> **Instructions to follow**: Pull every "LogFormat" line out of the data below.

++++ Dataset excerpts

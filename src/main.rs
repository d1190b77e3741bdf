//! ev-tour - EV road-trip planning and narration scheduling
//!
//! Thin command-line front end over the library:
//! - `plan` - order POIs, insert charging stops, report the tour as JSON
//! - `range` - estimate range (and optionally leg safety) for a vehicle
//! - `timing` - compute the trigger point for one narration
//! - `simulate` - plan, prepare narrations, and drive the tour step by step
//!
//! Logs go to stderr; command output is JSON on stdout.

use anyhow::Context;
use clap::{Parser, Subcommand, ValueEnum};
use ev_tour_core::domain::narration::NarrationStatus;
use ev_tour_core::domain::tour::TourStatus;
use ev_tour_core::domain::types::Coordinate;
use ev_tour_core::infra::{Config, Metrics};
use ev_tour_core::io::{PoiCatalog, TemplateContentGenerator, TripRequest};
use ev_tour_core::services::{
    ConditionRangeEstimator, DirectorAction, NarrationDirector, NarrationQueue,
    NarrationTimingCalculator, RangeEstimator, TourPlanner,
};
use serde::Serialize;
use serde_json::json;
use std::path::{Path, PathBuf};
use std::sync::Arc;
use std::time::Duration;
use tracing::info;
use tracing_subscriber::fmt::time::UtcTime;
use tracing_subscriber::EnvFilter;

/// EV road-trip tour planner
#[derive(Parser, Debug)]
#[command(name = "ev-tour", version, about)]
struct Args {
    /// Path to TOML configuration file (default: $EV_TOUR_CONFIG, then config/default.toml)
    #[arg(short, long)]
    config: Option<String>,

    /// Log output format
    #[arg(long, value_enum, default_value_t = LogFormat::Text)]
    log_format: LogFormat,

    #[command(subcommand)]
    command: Command,
}

#[derive(Debug, Clone, Copy, ValueEnum)]
enum LogFormat {
    Text,
    Json,
}

#[derive(Subcommand, Debug)]
enum Command {
    /// Plan a tour from a JSON trip request
    Plan {
        request: PathBuf,
        /// Extra charging stations, as a JSON array of POIs
        #[arg(long)]
        chargers: Option<PathBuf>,
    },
    /// Estimate range for the request's vehicle, battery and conditions
    Range { request: PathBuf },
    /// Narration trigger timing for one approach
    Timing {
        /// Narration length in seconds
        #[arg(long)]
        duration: f64,
        /// Current speed in mph
        #[arg(long)]
        speed: f64,
        /// Remaining distance to the POI in miles
        #[arg(long)]
        distance: f64,
    },
    /// Plan a tour, then drive it at constant speed and report narration playback
    Simulate {
        request: PathBuf,
        /// Extra charging stations, as a JSON array of POIs
        #[arg(long)]
        chargers: Option<PathBuf>,
        /// Driving speed in mph
        #[arg(long, default_value_t = 55.0)]
        speed: f64,
        /// Distance between position updates in miles
        #[arg(long, default_value_t = 0.25)]
        step_miles: f64,
    },
}

fn init_logging(format: LogFormat) {
    // Default: INFO, use RUST_LOG=debug for planner and queue detail
    let filter = EnvFilter::try_from_default_env().unwrap_or_else(|_| EnvFilter::new("info"));
    let builder = tracing_subscriber::fmt()
        .with_env_filter(filter)
        .with_timer(UtcTime::rfc_3339())
        .with_target(false)
        .with_writer(std::io::stderr);
    match format {
        LogFormat::Text => builder.init(),
        LogFormat::Json => builder.json().init(),
    }
}

fn print_json<T: Serialize>(value: &T) -> anyhow::Result<()> {
    println!("{}", serde_json::to_string_pretty(value).context("Failed to encode output")?);
    Ok(())
}

#[tokio::main]
async fn main() -> anyhow::Result<()> {
    let args = Args::parse();
    init_logging(args.log_format);

    let config_path = args.config.clone().unwrap_or_else(|| Config::resolve_config_path(&[]));
    let config = Config::load_from_path(&config_path);
    info!(
        config_file = %config.config_file(),
        safety_buffer = %config.range().safety_buffer,
        max_charger_insertions = %config.planner().max_charger_insertions,
        min_trigger_distance_miles = %config.narration().min_trigger_distance_miles,
        "config_loaded"
    );

    let metrics = Arc::new(Metrics::new());

    match args.command {
        Command::Plan { request, chargers } => {
            plan(&config, metrics.clone(), &request, chargers.as_deref()).await?
        }
        Command::Range { request } => range(&config, &request)?,
        Command::Timing { duration, speed, distance } => {
            let calculator = NarrationTimingCalculator::from_config(config.narration());
            let timing = calculator.timing_for_duration(
                duration,
                distance,
                speed,
                &config.narration().arrival_window(),
            )?;
            print_json(&timing)?;
        }
        Command::Simulate { request, chargers, speed, step_miles } => {
            simulate(&config, metrics.clone(), &request, chargers.as_deref(), speed, step_miles).await?
        }
    }

    metrics.report().log();
    Ok(())
}

fn planner_for(config: &Config, metrics: Arc<Metrics>) -> TourPlanner {
    let estimator = Arc::new(ConditionRangeEstimator::new(config.range().clone()));
    TourPlanner::new(config.planner().clone(), estimator).with_metrics(metrics)
}

/// Chargers from the request, plus any catalogue file (request entries win on id)
fn charger_catalog(request: &TripRequest, catalog_path: Option<&Path>) -> anyhow::Result<PoiCatalog> {
    let catalog = match catalog_path {
        Some(path) => PoiCatalog::from_json_file(path)?,
        None => PoiCatalog::default(),
    };
    for charger in &request.chargers {
        catalog.insert(charger.clone());
    }
    Ok(catalog)
}

async fn plan(
    config: &Config,
    metrics: Arc<Metrics>,
    path: &Path,
    chargers: Option<&Path>,
) -> anyhow::Result<()> {
    let request = TripRequest::from_json_file(path)?;
    let catalog = charger_catalog(&request, chargers)?;
    let outcome = planner_for(config, metrics)
        .create_tour(
            request.start,
            &request.pois,
            &request.vehicle,
            request.battery,
            &request.conditions,
            &catalog,
        )
        .await?;
    print_json(&outcome)
}

fn range(config: &Config, path: &Path) -> anyhow::Result<()> {
    let request = TripRequest::from_json_file(path)?;
    let estimator = ConditionRangeEstimator::new(config.range().clone());
    let (vehicle, conditions) = (&request.vehicle, &request.conditions);

    let range_miles = estimator.estimate_range(vehicle, request.battery, conditions)?;
    let mut output = json!({
        "vehicle_id": vehicle.id(),
        "battery": request.battery,
        "condition_multiplier": estimator.condition_multiplier(conditions),
        "range_miles": range_miles,
    });
    if let Some(distance) = request.distance_miles {
        output["distance_miles"] = json!(distance);
        output["required_battery"] =
            json!(estimator.required_battery_for_trip(vehicle, distance, conditions)?);
        output["is_trip_safe"] =
            json!(estimator.is_trip_safe(vehicle, request.battery, distance, conditions)?);
    }
    print_json(&output)
}

#[derive(Debug, Serialize)]
struct SimEvent {
    elapsed_secs: u64,
    leg: usize,
    #[serde(flatten)]
    action: DirectorAction,
}

async fn simulate(
    config: &Config,
    metrics: Arc<Metrics>,
    path: &Path,
    chargers: Option<&Path>,
    speed_mph: f64,
    step_miles: f64,
) -> anyhow::Result<()> {
    anyhow::ensure!(speed_mph > 0.0, "simulation speed must be > 0 mph");
    anyhow::ensure!(step_miles > 0.0, "simulation step must be > 0 miles");

    let request = TripRequest::from_json_file(path)?;
    let catalog = charger_catalog(&request, chargers)?;
    let outcome = planner_for(config, metrics.clone())
        .create_tour(
            request.start,
            &request.pois,
            &request.vehicle,
            request.battery,
            &request.conditions,
            &catalog,
        )
        .await?;
    let mut tour = outcome.tour().clone();
    let safe = outcome.is_safe();
    if safe {
        tour.transition_to(TourStatus::Active)?;
    }

    let (queue, queue_task) = NarrationQueue::spawn(config.queue_command_buffer(), Some(metrics.clone()));
    let director = NarrationDirector::new(queue.clone(), config.narration());
    let generator = TemplateContentGenerator::new(config.narration().words_per_minute);
    let prepared = director.prepare(&tour, &request.pois, &generator, &request.interests).await?;

    let reporter = spawn_metrics_reporter(metrics.clone(), config.metrics_interval_secs());

    // Simulated clock; narrations finish once their duration has elapsed
    let mut elapsed = 0.0f64;
    let mut playing_until: Option<f64> = None;
    let mut events = Vec::new();
    let step_secs = step_miles / speed_mph * 3600.0;

    for (leg, pair) in tour.waypoints().windows(2).enumerate() {
        let (from, to) = (pair[0].location, pair[1].location);
        let leg_miles = tour.segment_miles(leg).unwrap_or(0.0);
        let steps = (leg_miles / step_miles).ceil().max(1.0) as usize;
        for step in 1..=steps {
            elapsed += step_secs;
            if let Some(end) = playing_until {
                if elapsed >= end {
                    finish_current(&queue).await?;
                    playing_until = None;
                }
            }

            let position = interpolate(from, to, step as f64 / steps as f64)?;
            let action = director.on_position(position, speed_mph).await?;
            match &action {
                DirectorAction::Idle | DirectorAction::Waiting { .. } => continue,
                DirectorAction::Started { narration, .. } => {
                    playing_until = Some(elapsed + narration.duration_seconds);
                }
                DirectorAction::Skipped { .. } | DirectorAction::Failed { .. } => {}
            }
            events.push(SimEvent { elapsed_secs: elapsed as u64, leg, action });
        }
        if let Some(dwell) = pair[1].dwell() {
            elapsed += dwell.as_secs_f64();
        }
    }
    finish_current(&queue).await?;
    reporter.abort();
    if safe {
        tour.transition_to(TourStatus::Completed)?;
    }

    let narrations = queue.snapshot().await?;
    drop(director);
    drop(queue);
    queue_task.await.context("narration queue worker panicked")?;

    print_json(&json!({
        "safe": safe,
        "tour": tour,
        "prepared": prepared,
        "events": events,
        "narrations": narrations,
    }))
}

async fn finish_current(queue: &NarrationQueue) -> anyhow::Result<()> {
    if let Some(current) = queue.current().await? {
        queue.update_status(current.id, NarrationStatus::Completed).await?;
    }
    Ok(())
}

/// Straight-line interpolation; adequate for the short steps the simulator takes
fn interpolate(a: Coordinate, b: Coordinate, t: f64) -> anyhow::Result<Coordinate> {
    let lat = a.latitude() + (b.latitude() - a.latitude()) * t;
    let lon = a.longitude() + (b.longitude() - a.longitude()) * t;
    Ok(Coordinate::new(lat, lon)?)
}

fn spawn_metrics_reporter(metrics: Arc<Metrics>, interval_secs: u64) -> tokio::task::JoinHandle<()> {
    tokio::spawn(async move {
        let mut interval = tokio::time::interval(Duration::from_secs(interval_secs.max(1)));
        // First tick completes immediately
        interval.tick().await;
        loop {
            interval.tick().await;
            metrics.report().log();
        }
    })
}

++++++++

> **Solution for this exercise**:
    #[arg(long, value_enum, default_value_t = LogFormat::Text)]
    log_format: LogFormat,
enum LogFormat {
fn init_logging(format: LogFormat) {
        LogFormat::Text => builder.init(),
        LogFormat::Json => builder.json().init(),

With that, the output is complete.